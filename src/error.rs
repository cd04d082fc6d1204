use thiserror::Error;

/// Error types for fetching a Last.fm listening history.
///
/// Single page requests fail with [`LastFmError::RemoteRequest`],
/// [`LastFmError::Decode`] or [`LastFmError::Http`]. Those are recoverable at the
/// per-page retry boundary and only reach the caller wrapped in
/// [`LastFmError::PageFetchExhausted`] once every attempt for a page has failed.
///
/// # Error Handling Examples
///
/// ```rust,no_run
/// use scrobble_doctor::{Credentials, LastFmApiClientImpl, LastFmError, ScrobbleFetcher};
///
/// #[tokio::main]
/// async fn main() {
///     let client = LastFmApiClientImpl::new(Box::new(http_client::native::NativeClient::new()));
///     let fetcher = ScrobbleFetcher::new(client, Default::default());
///     let credentials = Credentials::new("username", "api-key");
///
///     match fetcher.fetch_all(&credentials, Some(500), |_| {}).await {
///         Ok(scrobbles) => println!("Fetched {} scrobbles", scrobbles.len()),
///         Err(LastFmError::Input(msg)) => eprintln!("Check the form: {msg}"),
///         Err(LastFmError::PageFetchExhausted { page, attempts, message }) => {
///             eprintln!("Page {page} failed {attempts} times: {message}");
///         }
///         Err(e) => eprintln!("Other error: {e}"),
///     }
/// }
/// ```
#[derive(Error, Debug, Clone, PartialEq, Eq)]
pub enum LastFmError {
    /// HTTP/network related errors.
    ///
    /// Connection failures, DNS errors and failures while reading the
    /// response body end up here.
    #[error("HTTP error: {0}")]
    Http(String),

    /// The remote service answered with a non-success status code.
    ///
    /// `message` holds the service's own error text when the body carried
    /// its JSON error envelope.
    #[error("Last.fm API error: {status}{}", message.as_deref().map(|m| format!(" ({m})")).unwrap_or_default())]
    RemoteRequest {
        /// HTTP status code of the response
        status: u16,
        /// Error message reported by the service, if any
        message: Option<String>,
    },

    /// The response body could not be decoded into a page of scrobbles.
    #[error("Failed to decode response: {0}")]
    Decode(String),

    /// A single page failed on every retry attempt.
    ///
    /// The whole aggregation stops at this point and no further pages are
    /// requested.
    #[error("Failed to fetch page {page} after {attempts} attempts: {message}")]
    PageFetchExhausted {
        /// The 1-based page number that could not be fetched
        page: u32,
        /// Number of attempts made for that page
        attempts: u32,
        /// Message of the last underlying error
        message: String,
    },

    /// Missing or blank username or API key.
    #[error("Invalid input: {0}")]
    Input(String),

    /// The fetch session was cancelled or superseded by a newer one.
    #[error("Fetch cancelled")]
    Cancelled,
}

impl LastFmError {
    /// Whether the per-page retry policy may try again after this error.
    pub fn is_retryable(&self) -> bool {
        matches!(
            self,
            LastFmError::Http(_) | LastFmError::RemoteRequest { .. } | LastFmError::Decode(_)
        )
    }

    /// HTTP status code carried by the error, if any.
    pub fn status_code(&self) -> Option<u16> {
        match self {
            LastFmError::RemoteRequest { status, .. } => Some(*status),
            _ => None,
        }
    }
}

────

Anywhere the listing shows the word "LastFmApiClientImpl", copy the full line.

(Written answer)
/// use scrobble_doctor::{Credentials, LastFmApiClientImpl, LastFmError, ScrobbleFetcher};
///     let client = LastFmApiClientImpl::new(Box::new(http_client::native::NativeClient::new()));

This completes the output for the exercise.